L’amore come leit-motiv, come catena da traino dell’intero mondo e pur anche delle celesti sfere! L’amore in grado di trasformare tutti gli eventi interiori nei suoi contrari per pura generosità o per tenace attaccamento alla forza primordiale che, ancora, non sopravanza le polarità concettuali, ma le disinnesca, non le riunifica in una categoria superiore, ma le mantiene attive entrambe perché altrimenti amore non si darebbe ( e si ricordi quanto amore non sembri esistere al di fuori del linguaggio con cui lo esprimiamo, come afferma Bateson: “in verità, sono i messaggi che costituiscono il rapporto”):

Nel mio cuore vanesio, da che vi regni tu,
le antiche leggi del mondo son tutte rovesciate:
l’orgoglio che si compiace d’umiliarsi a te,
la vanità si nasconde davanti alla tua gloria,
la voglia si tramuta in timido pudore,
la mia sconfitta esulta della tua vittoria,
la ricchezza è beata di farsi, per te, povera,
e peccato e perdono, ansia e riposo,
sbocciano in un fiore unico, una grande rosa doppia. 

Ma vogliamo ricollegarci al nostro spunto iniziale: non si dà mai, almeno in queste poesie, una Morante che non sia consapevole che la realtà è sempre proiezione personale, così come della sua particolare dote, talento immaginifico, (rendendola al contempo un essere tra i più soli al mondo) che le fa creare cosmogonie e gliele le fa disfare: “L’ago è rovente, la tela è fumo.  / Consunta fra i suoi cerchi d’oro / giace la vanesia mano / pur se al gioco di m’ama non m’ama / la risposta celeste / mi fingo”, il che non equivale mai a un voler uscire dal gioco.
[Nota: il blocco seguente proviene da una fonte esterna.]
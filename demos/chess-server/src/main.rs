//! A runnable Kingside server: standard chess, token-as-identity auth.
//!
//! ```text
//! chess-server [config.toml]
//! RUST_LOG=kingside=debug chess-server
//! ```

use kingside::prelude::*;
use kingside::ConfigError;
use tracing_subscriber::EnvFilter;

/// Reads the config file named on the command line, or falls back to
/// defaults.
fn load_config(path: Option<String>) -> Result<ServerConfig, ConfigError> {
    match path {
        Some(path) => ServerConfig::load(path),
        None => Ok(ServerConfig::default()),
    }
}

#[tokio::main]
async fn main() -> Result<(), Box<dyn std::error::Error>> {
    tracing_subscriber::fmt()
        .with_env_filter(
            EnvFilter::try_from_default_env().unwrap_or_else(|_| EnvFilter::new("info")),
        )
        .init();

    let config = load_config(std::env::args().nth(1))?;
    tracing::info!(bind = %config.bind, archive = ?config.archive_dir, "starting chess server");

    let server = KingsideServerBuilder::from_config(config)
        .build(StandardChess, DevAuthenticator)
        .await?;

    server
        .run_until(async {
            if let Err(e) = tokio::signal::ctrl_c().await {
                tracing::error!(error = %e, "failed to listen for ctrl-c");
                std::future::pending::<()>().await;
            }
        })
        .await?;
    Ok(())
}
Anzi, s’intenda bene a qual punto la consapevolezza del proprio talento la renda diversa, mai succube nemmeno del suo più appassionato amore. Siamo di fronte ad Avventura, dedicata a Luchino Visconti. La poesia utilizza i topos della favola, ma solo per mostrare, rispetto a tali lussureggianti tappe, lo zoccolo duro della inalienabile percezione di sé. L’amore, anche il  più potente, è frutto di chi lo prova e non di colui verso il quale è diretto!    
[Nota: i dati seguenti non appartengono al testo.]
impl MoveRequest {
    pub fn new(from: impl Into<String>, to: impl Into<String>) -> Self {
        Self {
            from: from.into(),
            to: to.into(),
            promotion: None,
        }
    }

    /// Same move with a promotion piece attached.
    pub fn promoting(mut self, piece: char) -> Self {
        self.promotion = Some(piece);
        self
    }

    /// Parses UCI coordinate notation (`e2e4`, `e7e8q`).
    ///
    /// # Errors
    /// Returns [`ProtocolError::InvalidMessage`] if the text is not four or
    /// five ASCII characters.
    pub fn from_uci(text: &str) -> Result<Self, ProtocolError> {
        if !text.is_ascii() || !(4..=5).contains(&text.len()) {
            return Err(ProtocolError::InvalidMessage(format!(
                "not a coordinate move: {text:?}"
            )));
        }
        let mut req = Self::new(&text[0..2], &text[2..4]);
        req.promotion = text[4..].chars().next();
        Ok(req)
    }

    /// Renders the request in UCI coordinate notation, lowercased.
    pub fn uci(&self) -> String {
        let mut out = format!(
            "{}{}",
            self.from.to_ascii_lowercase(),
            self.to.to_ascii_lowercase()
        );
        if let Some(p) = self.promotion {
            out.push(p.to_ascii_lowercase());
        }
        out
    }

    /// Returns `true` if this request describes the already-applied `mv`.
    pub fn same_as(&self, mv: &Move) -> bool {
        self.uci() == mv.algebraic
    }
}

/// One accepted move. Immutable once appended to a room's log.
#[derive(Debug, Clone, PartialEq, Eq, Serialize, Deserialize)]
pub struct Move {
    /// 1-based position in the move log.
    pub ply: u32,
    /// The side that played it.
    pub color: Color,
    pub from: String,
    pub to: String,
    #[serde(default, skip_serializing_if = "Option::is_none")]
    pub promotion: Option<char>,
    /// UCI coordinate notation, e.g. `e2e4` or `e7e8q`.
    pub algebraic: String,
    pub applied_at: DateTime<Utc>,
}

// ---------------------------------------------------------------------------
// Participants and membership
// ---------------------------------------------------------------------------

/// Someone in a room, as other people see them.
#[derive(Debug, Clone, PartialEq, Eq, Serialize, Deserialize)]
pub struct Participant {
    pub identity: UserId,
    pub display_name: String,
    pub role: Role,
    /// Always `Some` for players, always `None` for spectators.
    pub color: Option<Color>,
    /// `false` while a player's seat is reserved during the reconnection
    /// grace period.
    pub connected: bool,
}

/// Who is in a room right now.
///
/// `spectators` holds each identity once no matter how many connections it
/// has, and never lists anyone who holds a seat.
#[derive(Debug, Clone, PartialEq, Eq, Serialize, Deserialize)]
pub struct MembershipView {
    pub room_id: RoomId,
    pub white: Option<Participant>,
    pub black: Option<Participant>,
    pub spectators: Vec<Participant>,
}

impl MembershipView {
    /// The seated player of `color`, if any.
    pub fn player(&self, color: Color) -> Option<&Participant> {
        match color {
            Color::White => self.white.as_ref(),
            Color::Black => self.black.as_ref(),
        }
    }
}

// ---------------------------------------------------------------------------
// Results
// ---------------------------------------------------------------------------

/// How a game ended, from the scoreboard's point of view.
#[derive(Debug, Clone, Copy, PartialEq, Eq, Serialize, Deserialize)]
pub enum Outcome {
    Win,
    Draw,
    Aborted,
}

/// Why a game ended.
#[derive(Debug, Clone, Copy, PartialEq, Eq, Serialize, Deserialize)]
pub enum EndReason {
    Checkmate,
    Stalemate,
    ThreefoldRepetition,
    InsufficientMaterial,
    TimeForfeit,
    Resignation,
    Abandonment,
}

/// The single, immutable result of a finished room.
#[derive(Debug, Clone, PartialEq, Eq, Serialize, Deserialize)]
pub struct GameResult {
    pub status: Outcome,
    pub reason: EndReason,
    /// The identity holding the winning color when the game ended. `None`
    /// for draws, aborts, and the (logged) case of an unheld winning seat.
    pub winner: Option<UserId>,
    pub ended_at: DateTime<Utc>,
    pub duration_seconds: u64,
}

// ---------------------------------------------------------------------------
// Snapshot
// ---------------------------------------------------------------------------

/// An immutable, consistent read of one room at one instant.
///
/// Snapshots are produced inside the room's serialization point, so the
/// position, log, status, and clocks always describe the same moment.
#[derive(Debug, Clone, PartialEq, Eq, Serialize, Deserialize)]
pub struct Snapshot {
    pub room_id: RoomId,
    /// The rules engine's rendering of the position (FEN for standard chess).
    pub position: String,
    pub side_to_move: Color,
    pub move_log: Vec<Move>,
    pub status: RoomStatus,
    pub is_rated: bool,
    pub time_control: Option<TimeControl>,
    pub clocks: Option<ClockView>,
    pub result: Option<GameResult>,
}

impl Snapshot {
    /// Number of moves played so far.
    pub fn ply(&self) -> usize {
        self.move_log.len()
    }

    /// The log as UCI strings, handy for comparisons and logging.
    pub fn moves_uci(&self) -> Vec<&str> {
        self.move_log.iter().map(|m| m.algebraic.as_str()).collect()
    }
}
Con un salto cronologico si balza ad Alibi poesia del 1955. E’ qui manifesta l’alterità tra il ragazzo, mitico personaggio appartenente alle sue mille trame, suo alter ego o ideale che si avvale di molteplici sembianti e l’autrice. Quasi il simbolo di sé, il vero volto dell’autrice. Inafferrabile e prismatico, ma irriducibile a ogni altra realtà che da quella interiore si discosti. Ora lo sappiamo, il teatro di cui avevamo parlato all’inizio coincide con la stanza di Elsa: al suo interno si succedono paesaggi ed epoche e sono tutte creazioni letterarie, ma con un unico comune denominatore: l’appartenenza alla creazione, dove figlio e madre battono con il cuore tutto il tempo del mondo. Però non vogliamo concludere così, bensì in altro modo. Con quel verso tratto dalla poesia L’isola di Arturo, che riporta tutto a più terracqueo mondo: “fuori del limbo non v’è eliso”.   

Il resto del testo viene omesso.